How to complete this task ▸ Only lines that contain the word "Management" are to be returned from the data below.

:: Records for processing

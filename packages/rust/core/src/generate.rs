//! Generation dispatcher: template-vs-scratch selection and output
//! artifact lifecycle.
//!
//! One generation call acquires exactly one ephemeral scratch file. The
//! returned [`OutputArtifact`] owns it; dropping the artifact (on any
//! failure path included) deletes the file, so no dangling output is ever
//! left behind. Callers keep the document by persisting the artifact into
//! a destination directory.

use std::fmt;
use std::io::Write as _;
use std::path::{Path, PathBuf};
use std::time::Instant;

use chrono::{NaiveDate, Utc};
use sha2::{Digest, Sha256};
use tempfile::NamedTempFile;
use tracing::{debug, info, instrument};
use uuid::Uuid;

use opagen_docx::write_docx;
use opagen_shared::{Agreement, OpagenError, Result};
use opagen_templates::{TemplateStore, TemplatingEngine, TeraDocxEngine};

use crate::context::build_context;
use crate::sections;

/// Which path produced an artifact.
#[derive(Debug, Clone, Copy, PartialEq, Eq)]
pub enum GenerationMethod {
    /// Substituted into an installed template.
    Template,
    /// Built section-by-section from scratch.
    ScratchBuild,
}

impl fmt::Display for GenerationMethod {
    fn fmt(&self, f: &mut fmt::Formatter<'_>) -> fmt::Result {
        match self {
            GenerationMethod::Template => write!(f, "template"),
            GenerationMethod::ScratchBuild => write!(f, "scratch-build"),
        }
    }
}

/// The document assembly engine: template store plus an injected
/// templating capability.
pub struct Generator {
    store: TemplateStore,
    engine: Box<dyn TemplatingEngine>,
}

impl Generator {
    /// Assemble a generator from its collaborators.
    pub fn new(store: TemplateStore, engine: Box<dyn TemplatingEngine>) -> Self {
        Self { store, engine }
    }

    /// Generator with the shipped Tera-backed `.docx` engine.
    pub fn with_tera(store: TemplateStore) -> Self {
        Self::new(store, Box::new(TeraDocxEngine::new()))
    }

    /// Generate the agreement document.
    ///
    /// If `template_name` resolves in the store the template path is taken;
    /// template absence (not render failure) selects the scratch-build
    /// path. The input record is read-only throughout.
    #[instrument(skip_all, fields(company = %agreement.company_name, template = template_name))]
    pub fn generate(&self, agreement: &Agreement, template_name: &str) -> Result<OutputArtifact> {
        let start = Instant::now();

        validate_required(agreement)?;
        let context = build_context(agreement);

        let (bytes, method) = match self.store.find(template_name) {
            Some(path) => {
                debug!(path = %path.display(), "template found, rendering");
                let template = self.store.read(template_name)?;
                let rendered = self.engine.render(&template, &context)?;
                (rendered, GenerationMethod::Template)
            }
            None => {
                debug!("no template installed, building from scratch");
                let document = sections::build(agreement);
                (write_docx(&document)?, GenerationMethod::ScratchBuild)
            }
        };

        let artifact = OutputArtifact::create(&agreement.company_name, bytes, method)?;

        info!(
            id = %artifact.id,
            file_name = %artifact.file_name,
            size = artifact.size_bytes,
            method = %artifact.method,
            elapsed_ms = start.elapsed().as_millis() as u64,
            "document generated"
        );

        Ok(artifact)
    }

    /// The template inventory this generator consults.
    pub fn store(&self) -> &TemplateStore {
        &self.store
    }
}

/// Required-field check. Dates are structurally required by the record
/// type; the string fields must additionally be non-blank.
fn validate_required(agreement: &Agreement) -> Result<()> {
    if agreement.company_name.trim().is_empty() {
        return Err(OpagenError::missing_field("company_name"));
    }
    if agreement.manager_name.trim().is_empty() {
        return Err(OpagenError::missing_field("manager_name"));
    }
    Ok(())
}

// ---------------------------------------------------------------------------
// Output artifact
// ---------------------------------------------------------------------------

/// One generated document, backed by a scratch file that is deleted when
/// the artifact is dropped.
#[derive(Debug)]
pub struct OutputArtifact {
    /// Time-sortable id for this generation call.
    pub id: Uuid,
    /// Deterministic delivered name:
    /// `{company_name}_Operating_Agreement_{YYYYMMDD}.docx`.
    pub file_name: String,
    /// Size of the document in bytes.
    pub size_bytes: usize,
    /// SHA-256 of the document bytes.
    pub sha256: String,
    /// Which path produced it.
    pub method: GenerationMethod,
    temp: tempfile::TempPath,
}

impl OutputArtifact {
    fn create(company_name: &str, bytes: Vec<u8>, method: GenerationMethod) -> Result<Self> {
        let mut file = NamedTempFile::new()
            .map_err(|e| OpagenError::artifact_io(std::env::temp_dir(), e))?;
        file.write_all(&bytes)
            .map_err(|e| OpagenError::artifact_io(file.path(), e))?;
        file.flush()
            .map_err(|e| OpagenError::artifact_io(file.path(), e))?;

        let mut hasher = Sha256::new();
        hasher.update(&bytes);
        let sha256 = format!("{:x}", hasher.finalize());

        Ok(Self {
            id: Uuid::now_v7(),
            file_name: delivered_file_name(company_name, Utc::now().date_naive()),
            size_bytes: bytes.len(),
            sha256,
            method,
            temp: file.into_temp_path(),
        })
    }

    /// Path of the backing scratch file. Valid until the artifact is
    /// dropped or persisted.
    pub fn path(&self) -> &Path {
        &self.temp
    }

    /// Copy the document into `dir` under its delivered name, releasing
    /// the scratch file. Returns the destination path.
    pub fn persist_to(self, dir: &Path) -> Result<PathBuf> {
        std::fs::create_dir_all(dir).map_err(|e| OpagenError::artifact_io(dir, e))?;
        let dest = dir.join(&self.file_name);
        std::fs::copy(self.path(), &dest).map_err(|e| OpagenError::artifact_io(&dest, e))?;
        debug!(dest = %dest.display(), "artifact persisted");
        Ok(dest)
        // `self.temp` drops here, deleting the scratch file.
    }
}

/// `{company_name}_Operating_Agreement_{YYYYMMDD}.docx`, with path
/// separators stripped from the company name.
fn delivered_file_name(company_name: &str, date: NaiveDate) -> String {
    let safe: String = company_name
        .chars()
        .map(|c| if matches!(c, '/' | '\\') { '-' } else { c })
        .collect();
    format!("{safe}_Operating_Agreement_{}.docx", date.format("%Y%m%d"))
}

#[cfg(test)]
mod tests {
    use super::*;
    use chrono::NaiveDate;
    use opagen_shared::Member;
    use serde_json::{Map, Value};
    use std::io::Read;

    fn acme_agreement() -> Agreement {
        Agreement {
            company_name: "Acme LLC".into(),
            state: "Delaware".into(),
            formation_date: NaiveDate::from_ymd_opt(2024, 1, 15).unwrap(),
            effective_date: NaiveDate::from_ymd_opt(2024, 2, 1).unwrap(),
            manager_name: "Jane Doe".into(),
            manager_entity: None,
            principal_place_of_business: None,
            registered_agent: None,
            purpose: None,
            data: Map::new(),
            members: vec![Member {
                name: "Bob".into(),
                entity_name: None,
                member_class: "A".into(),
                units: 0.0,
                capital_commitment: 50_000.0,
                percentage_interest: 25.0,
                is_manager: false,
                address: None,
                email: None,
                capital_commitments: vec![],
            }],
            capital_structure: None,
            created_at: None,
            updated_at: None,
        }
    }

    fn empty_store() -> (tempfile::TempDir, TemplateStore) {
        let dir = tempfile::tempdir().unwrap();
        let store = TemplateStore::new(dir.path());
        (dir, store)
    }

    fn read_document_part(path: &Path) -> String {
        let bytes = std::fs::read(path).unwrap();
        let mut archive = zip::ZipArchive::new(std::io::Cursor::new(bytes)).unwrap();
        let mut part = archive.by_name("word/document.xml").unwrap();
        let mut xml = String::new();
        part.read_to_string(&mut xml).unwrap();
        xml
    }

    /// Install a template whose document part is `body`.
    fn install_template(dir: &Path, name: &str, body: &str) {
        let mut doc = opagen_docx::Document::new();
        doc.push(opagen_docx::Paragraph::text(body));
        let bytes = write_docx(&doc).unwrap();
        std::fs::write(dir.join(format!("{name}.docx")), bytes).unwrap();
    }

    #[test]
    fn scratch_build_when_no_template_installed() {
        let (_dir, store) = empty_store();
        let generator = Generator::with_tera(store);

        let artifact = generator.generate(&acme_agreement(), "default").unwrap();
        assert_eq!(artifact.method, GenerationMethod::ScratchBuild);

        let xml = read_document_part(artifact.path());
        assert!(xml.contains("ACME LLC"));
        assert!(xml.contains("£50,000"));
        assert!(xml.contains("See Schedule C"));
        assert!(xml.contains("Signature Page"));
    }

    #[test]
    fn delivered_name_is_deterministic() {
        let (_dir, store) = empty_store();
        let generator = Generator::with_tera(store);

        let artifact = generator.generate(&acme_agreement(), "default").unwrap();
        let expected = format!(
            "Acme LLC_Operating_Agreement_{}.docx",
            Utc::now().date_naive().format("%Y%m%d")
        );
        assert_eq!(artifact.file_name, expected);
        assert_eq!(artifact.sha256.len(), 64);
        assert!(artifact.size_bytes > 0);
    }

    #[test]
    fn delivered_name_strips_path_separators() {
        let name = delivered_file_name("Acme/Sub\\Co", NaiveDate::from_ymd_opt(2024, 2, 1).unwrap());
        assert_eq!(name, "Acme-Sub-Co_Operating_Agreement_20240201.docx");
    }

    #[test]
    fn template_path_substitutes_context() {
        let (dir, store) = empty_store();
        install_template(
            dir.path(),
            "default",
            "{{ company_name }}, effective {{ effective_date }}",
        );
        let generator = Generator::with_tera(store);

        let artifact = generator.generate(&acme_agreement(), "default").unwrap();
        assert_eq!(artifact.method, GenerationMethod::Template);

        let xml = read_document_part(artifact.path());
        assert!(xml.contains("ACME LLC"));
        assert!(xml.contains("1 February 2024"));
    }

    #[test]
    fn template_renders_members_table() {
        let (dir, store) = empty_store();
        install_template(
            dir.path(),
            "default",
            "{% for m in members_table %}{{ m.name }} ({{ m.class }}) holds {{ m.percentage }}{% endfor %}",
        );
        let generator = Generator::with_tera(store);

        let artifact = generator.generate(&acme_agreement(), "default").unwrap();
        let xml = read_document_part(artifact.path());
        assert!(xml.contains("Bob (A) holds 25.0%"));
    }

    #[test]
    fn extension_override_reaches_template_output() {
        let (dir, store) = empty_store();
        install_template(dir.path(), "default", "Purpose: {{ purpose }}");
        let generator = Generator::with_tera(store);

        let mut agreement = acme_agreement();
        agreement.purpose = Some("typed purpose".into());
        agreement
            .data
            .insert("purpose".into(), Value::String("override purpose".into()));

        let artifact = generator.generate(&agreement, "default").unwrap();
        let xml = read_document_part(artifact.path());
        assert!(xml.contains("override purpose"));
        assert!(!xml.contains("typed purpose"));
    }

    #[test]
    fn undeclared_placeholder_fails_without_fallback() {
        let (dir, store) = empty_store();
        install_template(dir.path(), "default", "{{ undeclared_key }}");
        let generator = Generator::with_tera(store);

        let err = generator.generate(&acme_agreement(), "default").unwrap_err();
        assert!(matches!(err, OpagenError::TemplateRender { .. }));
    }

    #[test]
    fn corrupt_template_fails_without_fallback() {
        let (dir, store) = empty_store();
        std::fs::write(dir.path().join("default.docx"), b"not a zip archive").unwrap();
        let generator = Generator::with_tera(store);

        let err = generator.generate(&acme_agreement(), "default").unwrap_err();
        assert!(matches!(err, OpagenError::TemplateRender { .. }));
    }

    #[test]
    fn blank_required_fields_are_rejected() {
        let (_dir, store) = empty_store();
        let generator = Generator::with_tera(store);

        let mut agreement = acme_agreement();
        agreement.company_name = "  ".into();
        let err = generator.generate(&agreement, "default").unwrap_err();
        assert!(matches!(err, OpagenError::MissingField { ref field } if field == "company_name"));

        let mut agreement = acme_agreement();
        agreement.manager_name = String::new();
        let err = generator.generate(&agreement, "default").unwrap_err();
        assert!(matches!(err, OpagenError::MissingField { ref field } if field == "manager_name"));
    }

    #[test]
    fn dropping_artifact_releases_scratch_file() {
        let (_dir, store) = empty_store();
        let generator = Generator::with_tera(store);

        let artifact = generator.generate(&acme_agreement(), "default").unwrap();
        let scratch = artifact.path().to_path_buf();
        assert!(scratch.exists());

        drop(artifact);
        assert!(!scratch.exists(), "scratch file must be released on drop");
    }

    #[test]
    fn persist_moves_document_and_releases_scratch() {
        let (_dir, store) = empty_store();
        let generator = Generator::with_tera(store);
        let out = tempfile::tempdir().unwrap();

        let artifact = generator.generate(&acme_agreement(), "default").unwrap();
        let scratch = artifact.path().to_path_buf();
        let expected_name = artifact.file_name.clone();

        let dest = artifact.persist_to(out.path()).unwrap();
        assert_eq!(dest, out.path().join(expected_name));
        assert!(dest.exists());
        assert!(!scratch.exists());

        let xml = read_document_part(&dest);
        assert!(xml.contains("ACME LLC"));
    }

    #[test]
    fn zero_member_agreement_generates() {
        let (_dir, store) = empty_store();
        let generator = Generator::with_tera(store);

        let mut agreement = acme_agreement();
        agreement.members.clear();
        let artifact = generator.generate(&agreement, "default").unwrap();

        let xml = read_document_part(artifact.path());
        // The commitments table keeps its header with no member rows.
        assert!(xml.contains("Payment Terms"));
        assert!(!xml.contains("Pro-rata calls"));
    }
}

::::
:: Records for processing

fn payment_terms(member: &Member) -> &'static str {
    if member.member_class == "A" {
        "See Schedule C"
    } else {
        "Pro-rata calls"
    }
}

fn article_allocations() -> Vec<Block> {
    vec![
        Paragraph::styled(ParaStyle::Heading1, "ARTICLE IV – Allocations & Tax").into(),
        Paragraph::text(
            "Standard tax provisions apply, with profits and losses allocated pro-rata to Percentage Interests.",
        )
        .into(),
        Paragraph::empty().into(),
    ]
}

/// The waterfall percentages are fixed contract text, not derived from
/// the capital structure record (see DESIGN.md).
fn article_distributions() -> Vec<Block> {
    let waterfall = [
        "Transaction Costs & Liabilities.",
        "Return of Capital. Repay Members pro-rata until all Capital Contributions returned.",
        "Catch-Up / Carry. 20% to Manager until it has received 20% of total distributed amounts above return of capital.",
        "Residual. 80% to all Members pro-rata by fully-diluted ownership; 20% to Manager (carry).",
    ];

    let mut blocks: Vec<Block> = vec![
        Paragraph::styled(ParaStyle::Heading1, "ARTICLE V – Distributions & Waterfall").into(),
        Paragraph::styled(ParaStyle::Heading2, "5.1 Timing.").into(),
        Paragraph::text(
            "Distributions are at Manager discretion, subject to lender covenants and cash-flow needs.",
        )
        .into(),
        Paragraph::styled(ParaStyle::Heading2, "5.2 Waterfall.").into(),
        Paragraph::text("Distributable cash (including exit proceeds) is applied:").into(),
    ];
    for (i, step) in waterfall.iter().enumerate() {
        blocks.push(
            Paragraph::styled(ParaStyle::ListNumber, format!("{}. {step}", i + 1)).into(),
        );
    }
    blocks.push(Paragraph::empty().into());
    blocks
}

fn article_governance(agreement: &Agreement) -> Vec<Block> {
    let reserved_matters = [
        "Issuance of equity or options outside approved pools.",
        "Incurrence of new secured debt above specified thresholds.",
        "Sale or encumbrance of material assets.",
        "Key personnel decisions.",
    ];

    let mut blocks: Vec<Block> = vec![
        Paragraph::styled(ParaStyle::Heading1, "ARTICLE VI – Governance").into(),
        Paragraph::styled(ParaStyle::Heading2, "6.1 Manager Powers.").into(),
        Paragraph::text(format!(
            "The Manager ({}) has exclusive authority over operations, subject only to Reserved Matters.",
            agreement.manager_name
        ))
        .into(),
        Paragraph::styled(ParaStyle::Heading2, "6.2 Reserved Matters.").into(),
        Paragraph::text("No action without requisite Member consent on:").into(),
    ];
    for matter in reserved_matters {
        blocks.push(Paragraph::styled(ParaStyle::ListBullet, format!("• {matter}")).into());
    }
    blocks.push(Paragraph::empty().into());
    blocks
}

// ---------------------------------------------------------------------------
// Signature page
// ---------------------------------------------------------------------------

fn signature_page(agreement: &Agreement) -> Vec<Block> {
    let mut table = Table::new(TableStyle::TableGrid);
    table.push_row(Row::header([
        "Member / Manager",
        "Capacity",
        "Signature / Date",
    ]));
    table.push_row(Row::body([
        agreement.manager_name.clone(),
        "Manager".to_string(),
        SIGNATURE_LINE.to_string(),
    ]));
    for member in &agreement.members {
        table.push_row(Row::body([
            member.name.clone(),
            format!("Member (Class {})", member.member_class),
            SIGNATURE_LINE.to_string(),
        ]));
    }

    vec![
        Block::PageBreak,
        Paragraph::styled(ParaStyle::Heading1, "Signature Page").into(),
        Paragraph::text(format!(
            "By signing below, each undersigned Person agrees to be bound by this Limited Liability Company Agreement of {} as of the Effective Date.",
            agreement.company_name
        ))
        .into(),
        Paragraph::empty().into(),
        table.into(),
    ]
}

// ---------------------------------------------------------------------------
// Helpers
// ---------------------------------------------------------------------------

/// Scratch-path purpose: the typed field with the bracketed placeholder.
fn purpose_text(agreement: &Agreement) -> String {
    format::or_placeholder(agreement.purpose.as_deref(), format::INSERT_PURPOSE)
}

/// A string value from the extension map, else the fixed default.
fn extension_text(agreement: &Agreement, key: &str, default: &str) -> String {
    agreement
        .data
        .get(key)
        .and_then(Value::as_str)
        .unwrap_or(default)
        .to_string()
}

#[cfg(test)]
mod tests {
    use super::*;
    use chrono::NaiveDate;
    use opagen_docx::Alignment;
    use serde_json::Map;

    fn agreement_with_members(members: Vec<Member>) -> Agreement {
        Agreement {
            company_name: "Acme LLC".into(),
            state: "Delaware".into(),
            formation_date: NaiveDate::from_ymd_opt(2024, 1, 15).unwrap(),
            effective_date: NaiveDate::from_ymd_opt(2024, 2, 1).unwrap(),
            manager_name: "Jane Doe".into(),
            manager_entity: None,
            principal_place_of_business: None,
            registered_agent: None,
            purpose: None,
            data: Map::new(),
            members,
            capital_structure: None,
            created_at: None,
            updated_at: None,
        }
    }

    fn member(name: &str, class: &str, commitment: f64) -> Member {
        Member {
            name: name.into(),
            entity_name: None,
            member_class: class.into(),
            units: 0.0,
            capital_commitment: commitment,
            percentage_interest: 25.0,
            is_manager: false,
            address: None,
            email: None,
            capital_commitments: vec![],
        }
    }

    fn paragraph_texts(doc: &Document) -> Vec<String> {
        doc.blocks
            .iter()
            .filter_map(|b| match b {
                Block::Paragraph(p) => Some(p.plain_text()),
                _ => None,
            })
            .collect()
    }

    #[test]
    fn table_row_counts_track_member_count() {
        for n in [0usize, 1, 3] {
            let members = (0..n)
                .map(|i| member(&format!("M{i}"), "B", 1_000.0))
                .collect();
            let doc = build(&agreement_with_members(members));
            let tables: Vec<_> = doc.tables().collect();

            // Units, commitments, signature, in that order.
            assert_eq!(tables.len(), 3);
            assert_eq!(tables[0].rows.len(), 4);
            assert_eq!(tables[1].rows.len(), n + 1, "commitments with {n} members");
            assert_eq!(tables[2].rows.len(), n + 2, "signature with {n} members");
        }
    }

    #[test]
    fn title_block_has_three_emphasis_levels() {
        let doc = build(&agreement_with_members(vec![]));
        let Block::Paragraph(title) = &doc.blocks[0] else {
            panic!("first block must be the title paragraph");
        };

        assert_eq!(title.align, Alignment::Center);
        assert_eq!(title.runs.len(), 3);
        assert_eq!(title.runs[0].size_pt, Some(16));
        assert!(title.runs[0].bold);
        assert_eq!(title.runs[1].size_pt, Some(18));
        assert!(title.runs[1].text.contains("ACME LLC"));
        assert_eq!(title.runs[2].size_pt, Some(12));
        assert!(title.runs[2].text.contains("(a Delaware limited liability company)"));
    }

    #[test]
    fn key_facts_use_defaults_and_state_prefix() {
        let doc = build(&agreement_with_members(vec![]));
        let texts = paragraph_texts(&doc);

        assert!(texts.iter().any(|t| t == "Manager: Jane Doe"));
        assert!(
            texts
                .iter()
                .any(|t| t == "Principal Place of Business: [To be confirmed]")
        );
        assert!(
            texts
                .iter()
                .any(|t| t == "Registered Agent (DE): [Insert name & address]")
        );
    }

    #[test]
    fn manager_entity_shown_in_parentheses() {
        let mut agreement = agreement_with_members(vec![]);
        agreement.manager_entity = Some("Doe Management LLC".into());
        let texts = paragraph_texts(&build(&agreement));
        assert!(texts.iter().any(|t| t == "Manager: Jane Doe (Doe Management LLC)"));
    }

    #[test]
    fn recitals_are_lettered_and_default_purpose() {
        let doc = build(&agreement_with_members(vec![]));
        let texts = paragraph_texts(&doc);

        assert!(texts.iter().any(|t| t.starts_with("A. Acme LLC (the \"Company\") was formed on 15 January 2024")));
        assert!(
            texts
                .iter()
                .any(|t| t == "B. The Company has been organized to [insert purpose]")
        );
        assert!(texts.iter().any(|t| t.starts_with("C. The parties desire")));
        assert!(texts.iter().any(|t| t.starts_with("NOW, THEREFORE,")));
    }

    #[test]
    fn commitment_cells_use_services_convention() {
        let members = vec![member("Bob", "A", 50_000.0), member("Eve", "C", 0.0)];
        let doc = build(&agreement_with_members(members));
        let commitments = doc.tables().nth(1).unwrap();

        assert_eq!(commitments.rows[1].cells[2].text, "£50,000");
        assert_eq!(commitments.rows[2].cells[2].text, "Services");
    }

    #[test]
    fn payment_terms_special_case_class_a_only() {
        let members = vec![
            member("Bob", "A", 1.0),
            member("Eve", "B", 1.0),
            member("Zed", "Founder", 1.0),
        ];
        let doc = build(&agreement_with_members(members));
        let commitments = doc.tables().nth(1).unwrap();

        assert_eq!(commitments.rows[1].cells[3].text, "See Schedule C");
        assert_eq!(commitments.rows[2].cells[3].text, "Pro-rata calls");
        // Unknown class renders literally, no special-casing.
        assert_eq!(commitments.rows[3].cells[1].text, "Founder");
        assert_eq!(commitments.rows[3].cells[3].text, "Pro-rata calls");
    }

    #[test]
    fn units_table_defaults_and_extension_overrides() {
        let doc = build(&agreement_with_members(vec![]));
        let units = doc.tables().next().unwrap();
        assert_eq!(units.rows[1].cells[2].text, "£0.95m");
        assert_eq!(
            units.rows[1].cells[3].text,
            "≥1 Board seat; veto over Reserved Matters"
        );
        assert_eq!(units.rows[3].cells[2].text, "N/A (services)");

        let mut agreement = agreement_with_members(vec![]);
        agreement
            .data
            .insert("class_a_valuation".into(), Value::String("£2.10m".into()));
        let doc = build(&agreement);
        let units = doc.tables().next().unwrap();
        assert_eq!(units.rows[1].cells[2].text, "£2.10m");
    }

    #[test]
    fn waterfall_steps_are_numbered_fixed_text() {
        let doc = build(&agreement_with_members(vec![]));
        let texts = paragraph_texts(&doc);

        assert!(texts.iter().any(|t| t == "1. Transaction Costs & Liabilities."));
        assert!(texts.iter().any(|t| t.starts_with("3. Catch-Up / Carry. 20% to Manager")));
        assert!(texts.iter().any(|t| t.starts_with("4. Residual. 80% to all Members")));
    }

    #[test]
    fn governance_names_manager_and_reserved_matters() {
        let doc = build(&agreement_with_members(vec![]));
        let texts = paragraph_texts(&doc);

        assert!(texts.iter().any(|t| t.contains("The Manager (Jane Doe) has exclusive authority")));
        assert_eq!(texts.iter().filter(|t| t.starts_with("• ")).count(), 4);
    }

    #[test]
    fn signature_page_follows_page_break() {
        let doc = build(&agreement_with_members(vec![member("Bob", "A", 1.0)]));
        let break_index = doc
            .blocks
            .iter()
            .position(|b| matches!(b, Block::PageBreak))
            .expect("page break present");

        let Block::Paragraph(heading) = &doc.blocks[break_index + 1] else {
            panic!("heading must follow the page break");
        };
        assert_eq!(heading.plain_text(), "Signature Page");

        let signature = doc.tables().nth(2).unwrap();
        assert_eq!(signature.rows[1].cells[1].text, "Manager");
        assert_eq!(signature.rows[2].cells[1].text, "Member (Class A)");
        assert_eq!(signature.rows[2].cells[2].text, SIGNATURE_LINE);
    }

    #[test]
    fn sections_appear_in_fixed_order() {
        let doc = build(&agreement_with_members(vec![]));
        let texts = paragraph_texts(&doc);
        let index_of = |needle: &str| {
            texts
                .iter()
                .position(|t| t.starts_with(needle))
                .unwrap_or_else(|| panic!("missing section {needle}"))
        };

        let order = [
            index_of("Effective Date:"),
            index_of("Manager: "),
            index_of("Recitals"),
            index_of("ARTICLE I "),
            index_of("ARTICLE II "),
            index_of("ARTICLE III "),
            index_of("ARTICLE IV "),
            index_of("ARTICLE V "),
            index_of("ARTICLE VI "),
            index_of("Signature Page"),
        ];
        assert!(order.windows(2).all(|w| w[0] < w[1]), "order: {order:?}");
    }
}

::::

Completed exercise ▸
        agreement.manager_entity = Some("Doe Management LLC".into());
        assert!(texts.iter().any(|t| t == "Manager: Jane Doe (Doe Management LLC)"));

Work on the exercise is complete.